Sunday, August 20, 2006

What Would It Have Looked Like Now?

Few aftershocks from what is now yesteryear, to my great surprise, equal my discovery yesterday that Mimi Fariña died five years ago this summer. You have to be a bit of a folk music aficionado to even remember Mimi and it helps to have lived through the 1960s.

Mimi, nee Margarita Mimi Baez, was the sister of superstar folksinger Joan Baez, but she was best known as the feminine half of Richard and Mimi Fariña, the husband-and-wife dulcimer and guitar duo that flourished in the mid-1960s.

While digitizing the beloved, pristine LPs of their music that I've kept through the decades, I discovered that the two albums I have were recorded in 1964 and 1965. I didn't discover them until 1971, when I graduated from Judy Collins and Joni Mitchell to Bluegrass and some singers of whom no one but true-and-tried folkies have heard.

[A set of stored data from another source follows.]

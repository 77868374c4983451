mod builder;
mod mtl;
mod parser;

use std::path::Path;

use om_format::Model;

pub use builder::{FaceGroup, FacePoint, ObjScene};
pub use mtl::MaterialLibrary;

use crate::{assets::AssetSource, error::LoadError, partition, partition::LoadOptions};

/// Parses an OBJ file and its material libraries without partitioning.
pub fn parse_scene(assets: &dyn AssetSource, dir: &Path, file: &str) -> Result<ObjScene, LoadError> {
    parser::parse(assets, dir, file)
}

/// Parses an OBJ file and partitions it into one mesh per (group, material).
pub fn load_model(
    assets: &dyn AssetSource,
    dir: &Path,
    file: &str,
    options: &LoadOptions,
) -> Result<Model, LoadError> {
    let scene = parser::parse(assets, dir, file)?;
    Ok(partition::partition(&scene, options))
}
use std::{collections::HashMap, io::BufRead, path::Path};

use log::{debug, warn};
use om_format::{Material, TextureSlot};

use super::parser::{parse_numbers, split_directive};
use crate::error::{LoadError, ParseError, ParseErrorKind};

/// Materials by name, in definition order.
#[derive(Debug, Default, Clone, PartialEq)]
pub struct MaterialLibrary {
    materials: Vec<Material>,
    lookup: HashMap<String, usize>,
}

impl MaterialLibrary {
    pub fn get(&self, name: &str) -> Option<&Material> {
        self.lookup.get(name).map(|&index| &self.materials[index])
    }

    /// Adds a material, replacing an earlier one of the same name in place.
    pub fn insert(&mut self, material: Material) {
        match self.lookup.get(&material.name) {
            Some(&index) => self.materials[index] = material,
            None => {
                self.lookup
                    .insert(material.name.clone(), self.materials.len());
                self.materials.push(material);
            }
        }
    }

    pub fn merge(&mut self, other: MaterialLibrary) {
        for material in other.materials {
            self.insert(material);
        }
    }

    pub fn len(&self) -> usize {
        self.materials.len()
    }

    pub fn is_empty(&self) -> bool {
        self.materials.is_empty()
    }

    pub fn iter(&self) -> impl Iterator<Item = &Material> {
        self.materials.iter()
    }
}

/// Parses a `.mtl` file.
pub(crate) fn parse_mtl(reader: impl BufRead, file: &Path) -> Result<MaterialLibrary, LoadError> {
    let mut library = MaterialLibrary::default();
    let mut current: Option<Material> = None;

    for (number, line) in reader.lines().enumerate() {
        let line = line.map_err(|source| LoadError::Io {
            path: file.to_owned(),
            source,
        })?;

        parse_mtl_line(&line, &mut current, &mut library).map_err(|kind| ParseError {
            file: file.to_owned(),
            line: number + 1,
            kind,
        })?;
    }

    if let Some(material) = current {
        library.insert(material);
    }

    debug!("Read {} materials from {}", library.len(), file.display());
    Ok(library)
}

fn parse_mtl_line(
    line: &str,
    current: &mut Option<Material>,
    library: &mut MaterialLibrary,
) -> Result<(), ParseErrorKind> {
    let (token, value) = match split_directive(line) {
        Some(directive) => directive,
        None => return Ok(()),
    };
    let token = token.to_ascii_lowercase();

    if token == "newmtl" {
        if value.is_empty() {
            return Err(ParseErrorKind::MissingName("newmtl"));
        }
        if let Some(done) = current.replace(Material::new(value)) {
            library.insert(done);
        }
        return Ok(());
    }

    let material = match current {
        Some(material) => material,
        None => {
            warn!("Ignoring \"{}\" outside of a material", token);
            return Ok(());
        }
    };

    match token.as_str() {
        "ka" => material.ambient = parse_color("Ka", value)?,
        "kd" => material.diffuse = parse_color("Kd", value)?,
        "ks" => material.specular = parse_color("Ks", value)?,
        "map_ka" => material.set_texture(TextureSlot::Ambient, parse_map_file("map_Ka", value)?),
        "map_kd" => material.set_texture(TextureSlot::Diffuse, parse_map_file("map_Kd", value)?),
        "map_ks" => material.set_texture(TextureSlot::Specular, parse_map_file("map_Ks", value)?),
        "map_bump" | "bump" => {
            material.set_texture(TextureSlot::Normal, parse_map_file("map_Bump", value)?)
        }
        _ => debug!("Ignoring material directive \"{}\"", token),
    }

    Ok(())
}

// "r g b [a]"; the spectral and xyz forms leave the colour unset
fn parse_color(directive: &'static str, value: &str) -> Result<Option<[f32; 4]>, ParseErrorKind> {
    if value.starts_with("spectral") || value.starts_with("xyz") {
        warn!("{} {} is not supported. Ignoring.", directive, value);
        return Ok(None);
    }

    let numbers = parse_numbers(directive, value, 3)?;
    let alpha = numbers.get(3).copied().unwrap_or(1.0);
    Ok(Some([numbers[0], numbers[1], numbers[2], alpha]))
}

/// Splits the file name off a `map_*` value.
///
/// Leading options like `-bm 0.5` or `-s 1 1 1` are skipped. Everything after
/// them is the file name, which may contain spaces.
fn parse_map_file<'a>(directive: &'static str, value: &'a str) -> Result<&'a str, ParseErrorKind> {
    let mut rest = value.trim();
    while let Some(arg_count) = map_option_args(next_token(rest).0) {
        rest = next_token(rest).1;
        for taken in 0..arg_count.max {
            let (arg, after) = next_token(rest);
            if taken >= arg_count.min && arg.parse::<f32>().is_err() {
                break;
            }
            rest = after;
        }
    }

    if rest.is_empty() {
        return Err(ParseErrorKind::MissingComponents {
            directive,
            expected: 1,
            found: 0,
        });
    }
    Ok(rest)
}

struct OptionArgs {
    min: usize,
    max: usize,
}

fn map_option_args(option: &str) -> Option<OptionArgs> {
    let (min, max) = match option {
        "-blendu" | "-blendv" | "-cc" | "-clamp" | "-texres" | "-bm" | "-boost" | "-imfchan"
        | "-type" => (1, 1),
        "-mm" => (2, 2),
        "-o" | "-s" | "-t" => (1, 3),
        _ => return None,
    };
    Some(OptionArgs { min, max })
}

// first whitespace separated token and the trimmed remainder
fn next_token(value: &str) -> (&str, &str) {
    let value = value.trim_start();
    let end = value.find(char::is_whitespace).unwrap_or(value.len());
    (&value[..end], value[end..].trim_start())
}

I mean real folk music that has not been mass-marketed, engineered -- or, as Paul Simon memorably put it in A Simple Desultory Philippic (Or How I Was Lyndon Johnsoned Into Submission), referring to the recording engineer and music entrepreneurs who built him into a commercial legend,
I been Phil Spectored, resurrected.
I been Lou Adlered, Barry Sadlered.
Real folk music is found in the memorable year 2000 film Songcatcher, about a musicologist who, while visiting her sister's rural school in Appalachia, stumbles upon ancient Scots-Irish ballads and decides to record them sung by memory, just as they were passed down, from generation to generation. You hear purely performed a capella singing, occasionally the intervention of a stringed instrument, and lyrics that tell stories of woe, of faith, of warning to playful young maidens and hasty young men.

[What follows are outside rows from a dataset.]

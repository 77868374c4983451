use std::{collections::HashMap, path::Path};

use log::debug;
use om_format::Model;

use super::ObjFactory;
use crate::error::FactoryError;

#[derive(Debug, Clone, Copy, PartialEq, Eq, Hash, PartialOrd, Ord)]
pub struct FactoryHandle(u32);

impl FactoryHandle {
    pub fn id(self) -> u32 {
        self.0
    }

    pub fn from_id(id: u32) -> Self {
        Self(id)
    }
}

/// Open factories by handle. Handles are not reused after a close.
#[derive(Debug, Default)]
pub struct FactoryRegistry {
    factories: HashMap<FactoryHandle, ObjFactory>,
    pub(crate) next_handle: u32,
}

impl FactoryRegistry {
    pub fn new() -> Self {
        Self::default()
    }

    pub fn create(&mut self) -> FactoryHandle {
        self.insert(ObjFactory::new())
    }

    pub fn create_from_model(&mut self, model: &Model) -> FactoryHandle {
        self.insert(ObjFactory::from_model(model))
    }

    fn insert(&mut self, factory: ObjFactory) -> FactoryHandle {
        let handle = FactoryHandle(self.next_handle);
        self.next_handle += 1;
        self.factories.insert(handle, factory);
        debug!("Opened factory {:?}", handle);
        handle
    }

    pub fn get(&self, handle: FactoryHandle) -> Result<&ObjFactory, FactoryError> {
        self.factories
            .get(&handle)
            .ok_or(FactoryError::InvalidHandle(handle))
    }

    pub fn get_mut(&mut self, handle: FactoryHandle) -> Result<&mut ObjFactory, FactoryError> {
        self.factories
            .get_mut(&handle)
            .ok_or(FactoryError::InvalidHandle(handle))
    }

    /// Saves a factory; with `close_after` it is closed once the save succeeded.
    pub fn save(
        &mut self,
        handle: FactoryHandle,
        dir: &Path,
        file: &str,
        close_after: bool,
    ) -> Result<(), FactoryError> {
        self.get(handle)?.save(dir, file)?;
        if close_after {
            self.close(handle);
        }
        Ok(())
    }

    pub fn reset(&mut self, handle: FactoryHandle) -> Result<(), FactoryError> {
        self.get_mut(handle)?.reset();
        Ok(())
    }

    pub fn close(&mut self, handle: FactoryHandle) -> bool {
        let closed = self.factories.remove(&handle).is_some();
        if closed {
            debug!("Closed factory {:?}", handle);
        }
        closed
    }

    /// Closes every open factory and returns how many there were.
    pub fn close_all(&mut self) -> usize {
        let count = self.factories.len();
        self.factories.clear();
        count
    }

    pub fn len(&self) -> usize {
        self.factories.len()
    }

    pub fn is_empty(&self) -> bool {
        self.factories.is_empty()
    }
}

#[cfg(test)]
mod test {
    use super::*;
    use om_format::VertexRecord;

    #[test]
    fn test_handles() -> Result<(), FactoryError> {
        let mut registry = FactoryRegistry::new();
        let a = registry.create();
        let b = registry.create();
        assert_ne!(a, b);

        registry.get_mut(a)?.add_vertex(VertexRecord::default());
        assert_eq!(registry.get(a)?.vertices().len(), 1);
        assert!(registry.get(b)?.vertices().is_empty());

        registry.reset(a)?;
        assert!(registry.get(a)?.vertices().is_empty());

        assert!(registry.close(a));
        assert!(!registry.close(a));
        assert!(matches!(registry.get(a), Err(FactoryError::InvalidHandle(h)) if h == a));

        let c = registry.create();
        assert_ne!(c, a);
        assert_eq!(registry.close_all(), 2);
        assert!(registry.is_empty());
        Ok(())
    }

    #[test]
    fn test_save_invalid_handle() {
        let mut registry = FactoryRegistry::new();
        assert!(matches!(
            registry.save(FactoryHandle::from_id(7), Path::new("."), "x.obj", true),
            Err(FactoryError::InvalidHandle(_))
        ));
    }
}
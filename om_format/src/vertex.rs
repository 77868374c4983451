use serde::{Deserialize, Serialize};

/// Number of `f32` values in one striped [`VertexRecord`].
pub const FLOATS_PER_VERTEX: usize = 8;

/// A single renderer-ready vertex.
///
/// The layout is striped `[pos.xyz, normal.xyz, uv.uv]` and is part of the
/// wire contract: hosts blit buffers of these directly, so the field order
/// must never change. Position has to stay first.
#[repr(C)]
#[derive(
    Debug,
    Clone,
    Copy,
    Default,
    PartialEq,
    Serialize,
    Deserialize,
    bytemuck::Pod,
    bytemuck::Zeroable,
)]
pub struct VertexRecord {
    pub position: [f32; 3],
    pub normal: [f32; 3],
    pub uv: [f32; 2],
}

impl VertexRecord {
    pub fn new(position: [f32; 3], normal: [f32; 3], uv: [f32; 2]) -> Self {
        Self {
            position,
            normal,
            uv,
        }
    }

    pub fn to_array(&self) -> [f32; FLOATS_PER_VERTEX] {
        let [x, y, z] = self.position;
        let [i, j, k] = self.normal;
        let [u, v] = self.uv;
        [x, y, z, i, j, k, u, v]
    }
}

/// Views a vertex buffer as its flat striped `f32` representation.
pub fn as_floats(vertices: &[VertexRecord]) -> &[f32] {
    bytemuck::cast_slice(vertices)
}
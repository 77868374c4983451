use std::io::{self, Write};

use om_format::{Material, TextureSlot, VertexRecord};

use super::FactoryFace;

pub(crate) fn write_obj(
    out: &mut impl Write,
    vertices: &[VertexRecord],
    faces: &[FactoryFace],
    mtllib: Option<&str>,
) -> io::Result<()> {
    writeln!(out, "# objmaster: {} vertices, {} faces", vertices.len(), faces.len())?;
    if let Some(mtllib) = mtllib {
        writeln!(out, "mtllib {}", mtllib)?;
    }

    for vertex in vertices {
        let [x, y, z] = vertex.position;
        writeln!(out, "v {} {} {}", x, y, z)?;
    }
    for vertex in vertices {
        let [u, v] = vertex.uv;
        writeln!(out, "vt {} {}", u, v)?;
    }
    for vertex in vertices {
        let [i, j, k] = vertex.normal;
        writeln!(out, "vn {} {} {}", i, j, k)?;
    }

    // a reader starts in the unnamed group with no material
    let mut group = "";
    let mut material = "";
    for face in faces {
        if group != face.group {
            writeln!(out, "g {}", face.group)?;
            group = face.group.as_str();
        }
        if material != face.material {
            writeln!(out, "usemtl {}", face.material)?;
            material = face.material.as_str();
        }

        // homogeneous indices, 1-based
        let [a, b, c] = face.indices.map(|index| index + 1);
        writeln!(out, "f {a}/{a}/{a} {b}/{b}/{b} {c}/{c}/{c}", a = a, b = b, c = c)?;
    }

    Ok(())
}

pub(crate) fn write_mtl<'a>(
    out: &mut impl Write,
    materials: impl Iterator<Item = &'a Material>,
) -> io::Result<()> {
    for material in materials.filter(|material| !material.name.is_empty()) {
        writeln!(out, "newmtl {}", material.name)?;
        write_color(out, "Ka", material.ambient)?;
        write_color(out, "Kd", material.diffuse)?;
        write_color(out, "Ks", material.specular)?;
        for slot in TextureSlot::ALL.iter().copied() {
            if let Some(file_name) = material.texture(slot) {
                writeln!(out, "{} {}", slot.mtl_keyword(), file_name)?;
            }
        }
        writeln!(out)?;
    }

    Ok(())
}

// alpha is only written when it differs from the implicit 1.0
fn write_color(out: &mut impl Write, directive: &str, color: Option<[f32; 4]>) -> io::Result<()> {
    match color {
        Some([r, g, b, a]) if a == 1.0 => writeln!(out, "{} {} {} {}", directive, r, g, b),
        Some([r, g, b, a]) => writeln!(out, "{} {} {} {} {}", directive, r, g, b, a),
        None => Ok(()),
    }
}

That's more or less the way Richard and Mimi Fariña played, even though Richard attended Cornell University and penned his college-age early writings in the company of folks such as the future novelist Thomas Pynchon, while Mimi swirled in her sister's wake of folk stars (even Bob Dylan, the god, accompanies them in a few tracks).

For a brief two years their musical stars were ascending with a sound that was old and new, delicate and challenging all at once in the then-little-heard sound of the dulcimer and guitar. Then came the fateful surprise birthday party for Mimi on April 30, 1966, and the motorcycle accident that killed Richard instantly.

That day Richard Fariña joined the pantheon of heroes of the 1960s whose lives were unexpectedly cut short. The memorial wall, were there one, would begin with John F. Kennedy, Martin Luther King, Jr.; the names would include the enigmatic, energy-filled Lusitanian-Celtic, enigmatic young singer with promise Richard Fariña; then it would pass through Jimi Hendrix, to end perhaps with Phil Ochs, who committed suicide in the late-1970s, or John Lennon, killed like Kennedy, closing the circle.

Richard Fariña might not have distinguished himself for his music without Mimi. But he certainly left behind an unreadable little novel with a title that often comes to mind: Been Down So Long It Looks Like Up To Me.

Upon hearing their music again after several years I googled them, hoping to see middle-aged Mimi with at least a few extra pounds to match my own, a middle-aged woman to whom it didn't seem to have looked so down way back when. She had been stuck with the role of widow of the young creative hero, which apparently wreaked havoc with her romantic life, much the way being stuck with being Joan Baez's sister didn't help her musical confidence.

Middle age has a way of softening things. She was getting ready to retire from music in the year 2000, following the 25th anniversary of a famous prison concert in which she had played with her sister. Fate denied her a ride into the sunset: she was diagnosed with cancer and died a year later.

Makes me wonder. According to Nobelist author Nikos Kazantzakis, Jesus' last temptation occurred on the cross, when he had one last option to recant and die an old man surrounded by his wife and grandchildren.

So even now I'm left to wonder what would life had looked like had Kennedy and King, Fariña and Ochs and Brel, the young disappeared of Argentina, the dead in Vietnam and the Congo, Patrice Lumumba and Che Guevara, had everyone lived to be old, their life's work rounded out to match their bodies.

Maybe the young existential angst, the earnestness, the deadly conflicts and issues, the poignant music and poetry, and life itself, all might have seemed so silly, so trivial, so beside the real point for so long.

Then, maybe and at last, it would all now look like up to all of us.